FIG. 4 is a perspective view showing an embodiment in which the plate member 8 is composed of a plurality of thin plates. That is, the plate material 8 has a thickness of 0.
It is constructed by laminating several 1 mm thick copper thin plates, and each thin plate is integrated by being joined to each other at a point 8a by resistance welding or the like. According to such a configuration, the heat transfer cross-sectional area of the plate member 8 increases, and the heat transfer efficiency improves accordingly.

FIG. 5 is a side view showing an embodiment in which the plate member 8 is provided at two locations along the longitudinal direction, and FIG. 6 is a bottom view thereof. In this case, the electric current goes through the heater 1 between the left and right plate materials 8 and also the plate material 8 (right) → bimetal 6 → plate material 8
Go through the route (left). Therefore, the temperature of the bimetal 6 rises not only by the heat received from the heater 1 but also by the heat generated by itself in the above path, and the bending amount and the bending speed are further improved. Moreover, since the amount of heat generated by the bimetal 6 itself changes depending on the distance L between the left and right plate members 8, the operating characteristics of the thermal relay can be changed by adjusting the distance L.

[0012]

According to the present invention, in addition to the heat transfer through the air layer, the heat of the heater can be applied to the bimetal by the heat transfer through the heat conductive plate material.
Even in an indirectly heated thermal relay, a sufficiently large bimetal bending amount and bending speed can be realized.
In that case, it is effective to increase the amount of heat conduction by stacking a plurality of thin plates, and if the plates are provided at two locations along the longitudinal direction of the heater and the bimetal, the bimetal itself generates heat. Moreover, it is possible to change the operating characteristics of the thermal relay by adjusting the distance between the plate materials.

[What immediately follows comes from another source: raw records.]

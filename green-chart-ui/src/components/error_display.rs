//! Fatal load error box.

use dioxus::prelude::*;

#[derive(Props, Clone, PartialEq)]
pub struct ErrorDisplayProps {
    #[props(default = "Error".to_string())]
    pub title: String,
    /// Error chain, outermost context first (`{:#}` of an `anyhow::Error`)
    pub message: String,
    /// What the reader can do about it
    #[props(default = String::new())]
    pub hint: String,
}

/// Shown instead of the dashboard when the dataset cannot be loaded.
/// Each `: `-separated cause of the message gets its own line.
#[component]
pub fn ErrorDisplay(props: ErrorDisplayProps) -> Element {
    let causes: Vec<String> = props.message.split(": ").map(str::to_string).collect();
    rsx! {
        div {
            style: "padding: 12px 16px; margin: 8px 0; background: #FFEBEE; color: #C62828; border-radius: 4px; border: 1px solid #EF9A9A;",
            strong { "{props.title}" }
            ul {
                style: "margin: 6px 0 0 0; padding-left: 20px;",
                for cause in causes {
                    li { "{cause}" }
                }
            }
            if !props.hint.is_empty() {
                p { style: "margin: 6px 0 0 0; color: #555; font-size: 12px;", "{props.hint}" }
            }
        }
    }
}
//! Canadian Municipality Greenness Dashboard
//!
//! Two linked charts over one municipality greenness dataset:
//! - Plot #1: yearly density distributions of NDVI or average greenness for
//!   Canada or one province, optionally split by a municipality category.
//! - Plot #2: per-municipality yearly values for one province, ordered by
//!   their current value and faceted by population growth class.
//!
//! Data flow:
//! 1. `build.rs` copies `cleaned_data.csv` into `OUT_DIR`.
//! 2. `include_str!` embeds the CSV into the WASM binary.
//! 3. On mount, the CSV is parsed into a shared `Dataset` and a `Session` is
//!    started with every control at its default.
//! 4. Control changes go through the session, which re-renders only the
//!    slots depending on the changed control; one effect per slot hands the
//!    new chart description to D3.js.

use anyhow::Context;
use dioxus::prelude::*;
use green_chart_ui::components::{
    ChartContainer, ChartHeader, ChoiceSelector, ErrorDisplay, LoadingSpinner, YearRangePicker,
};
use green_chart_ui::js_bridge;
use green_chart_ui::state::AppState;
use green_dashboard::page::{self, ChartSection};
use green_dashboard::{ControlId, DashboardConfig, OutputSlot, Session};
use green_data::Dataset;
use std::sync::Arc;

/// Cleaned municipality greenness observations, 2001 to 2022.
const GREENNESS_CSV: &str = include_str!(concat!(env!("OUT_DIR"), "/cleaned_data.csv"));

fn main() {
    dioxus_logger::init(dioxus_logger::tracing::Level::INFO).expect("failed to init logger");
    dioxus::LaunchBuilder::new()
        .with_cfg(dioxus::web::Config::new().rootname("greenness-root"))
        .launch(App);
}

fn load_session(config: &DashboardConfig) -> anyhow::Result<Session> {
    config.validate().context("invalid dashboard configuration")?;
    let dataset = Dataset::from_csv_str(GREENNESS_CSV).context("failed to load greenness data")?;
    log::info!(
        "[Greenness] {} observations across {} provinces and {} years",
        dataset.len(),
        dataset.regions().len(),
        dataset.years().len()
    );
    Ok(Session::new(Arc::new(dataset), config))
}

/// Draw or clear one slot from its latest render.
fn sync_slot(state: AppState, slot: OutputSlot) {
    let container = slot.container_id();
    match state.chart(slot)().map(|render| render.outcome) {
        Some(Ok(chart)) => match chart.to_json() {
            Ok(json) => js_bridge::render_chart(container, chart.kind, &json),
            Err(e) => {
                log::error!("[Greenness] failed to serialize {}: {}", container, e);
                js_bridge::destroy_chart(container);
            }
        },
        Some(Err(_)) => js_bridge::destroy_chart(container),
        None => {}
    }
}

#[component]
fn App() -> Element {
    let mut state = use_context_provider(AppState::new);
    let config = DashboardConfig::default();
    let lower = page::lower_section(config.reference_year, config.min_population);
    let (title, introduction) = (page::TITLE, page::INTRODUCTION);

    // Load the dataset once on mount
    use_effect(move || {
        match load_session(&config) {
            Ok(session) => {
                js_bridge::init_charts();
                state.start(session);
            }
            Err(e) => {
                log::error!("[Greenness] {:#}", e);
                state.error_msg.set(Some(format!("{:#}", e)));
            }
        }
        state.loading.set(false);
    });

    // Each effect subscribes to its own slot only
    use_effect(move || sync_slot(state, OutputSlot::Upper));
    use_effect(move || sync_slot(state, OutputSlot::Lower));

    rsx! {
        div {
            style: "padding: 16px; max-width: 1100px; margin: 0 auto; font-family: -apple-system, BlinkMacSystemFont, 'Segoe UI', Roboto, sans-serif;",

            h1 { style: "font-size: 24px;", "{title}" }
            p { style: "font-size: 14px; line-height: 1.5;", "{introduction}" }

            if let Some(err) = (state.error_msg)() {
                ErrorDisplay {
                    title: "Failed to load data".to_string(),
                    message: err,
                    hint: "Place the cleaned table at fixtures/cleaned_data.csv and rebuild.".to_string(),
                }
            } else if (state.loading)() {
                LoadingSpinner {}
            } else {
                SectionHeader { section: page::upper_section() }
                div {
                    style: "display: flex; flex-wrap: wrap; gap: 16px; align-items: flex-end;",
                    ChoiceSelector { control: ControlId::Region }
                    ChoiceSelector { control: ControlId::Comparison }
                    ChoiceSelector { control: ControlId::Measurement }
                    YearRangePicker { control: ControlId::Years }
                }
                ChartContainer { slot: OutputSlot::Upper, min_height: 480 }

                SectionHeader { section: lower }
                div {
                    style: "display: flex; flex-wrap: wrap; gap: 16px; align-items: flex-end;",
                    ChoiceSelector { control: ControlId::LowerRegion }
                    ChoiceSelector { control: ControlId::LowerMeasurement }
                    YearRangePicker { control: ControlId::LowerYears }
                }
                ChartContainer { slot: OutputSlot::Lower, min_height: 520 }

                PageNotes {}
            }
        }
    }
}

#[component]
fn SectionHeader(section: ChartSection) -> Element {
    rsx! {
        ChartHeader {
            label: section.label.to_string(),
            heading: section.heading.to_string(),
            caption: section.caption.clone(),
        }
    }
}

/// Footnotes and references under the charts.
#[component]
fn PageNotes() -> Element {
    rsx! {
        div {
            style: "margin-top: 24px; font-size: 12px; color: #444;",
            h4 { "Notes:" }
            for note in page::NOTES {
                p { style: "margin: 4px 0;", "{note}" }
            }
            h4 { "References:" }
            for reference in page::REFERENCES {
                p { style: "margin: 4px 0; padding-left: 24px; text-indent: -24px;", "{reference}" }
            }
        }
    }
}
mod formatter;

pub use formatter::OutputFormatter;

[Brief description of drawings]

FIG. 1 is a perspective view of a heat element portion showing an embodiment of the present invention.

FIG. 2 is a side view of FIG.

FIG. 3 is a bottom view of FIG.

FIG. 4 is a perspective view showing an embodiment of a plate member configured by laminating a plurality of thin plates.

FIG. 5 is a side view of a heat element portion showing an embodiment of the present invention in which plate members are provided at two places.

FIG. 6 is a bottom view of FIG.

FIG. 7 is a side view of a heat element portion showing a conventional example.

FIG. 8 is a bottom view of FIG. 7;

9 is a perspective view of an essential part of FIG.

FIG. 10 is a side view of a heat element portion showing another conventional example.

11 is a bottom view of FIG. 10.

FIG. 12 is a perspective view of a main part of FIG. 11.

[Explanation of symbols]

 1 Heater 2 Connection rod 3 Power supply side terminal 4 Connection rod 5 Load side terminal 6 Bimetal 7 Support metal fittings 8 Heat transfer plate

Claims (3)

[Claims] 1. A strip-shaped heater, both ends of which are respectively connected to a power source side terminal and a load side terminal and generates heat by an electric current flowing between the terminals, and the heater is arranged in parallel with this heater via a gap, A thermal overload relay including a bimetal that receives and curves, wherein the heater and the bimetal are partially bridged by a heat conductive plate material. 2. The thermal overload relay according to claim 1, wherein the heat conductive plate material is formed by laminating a plurality of thin plates. 3. The thermal overload relay according to claim 1 or 2, wherein heat conductive plate members are provided at two positions along the longitudinal direction of the heater and the bimetal.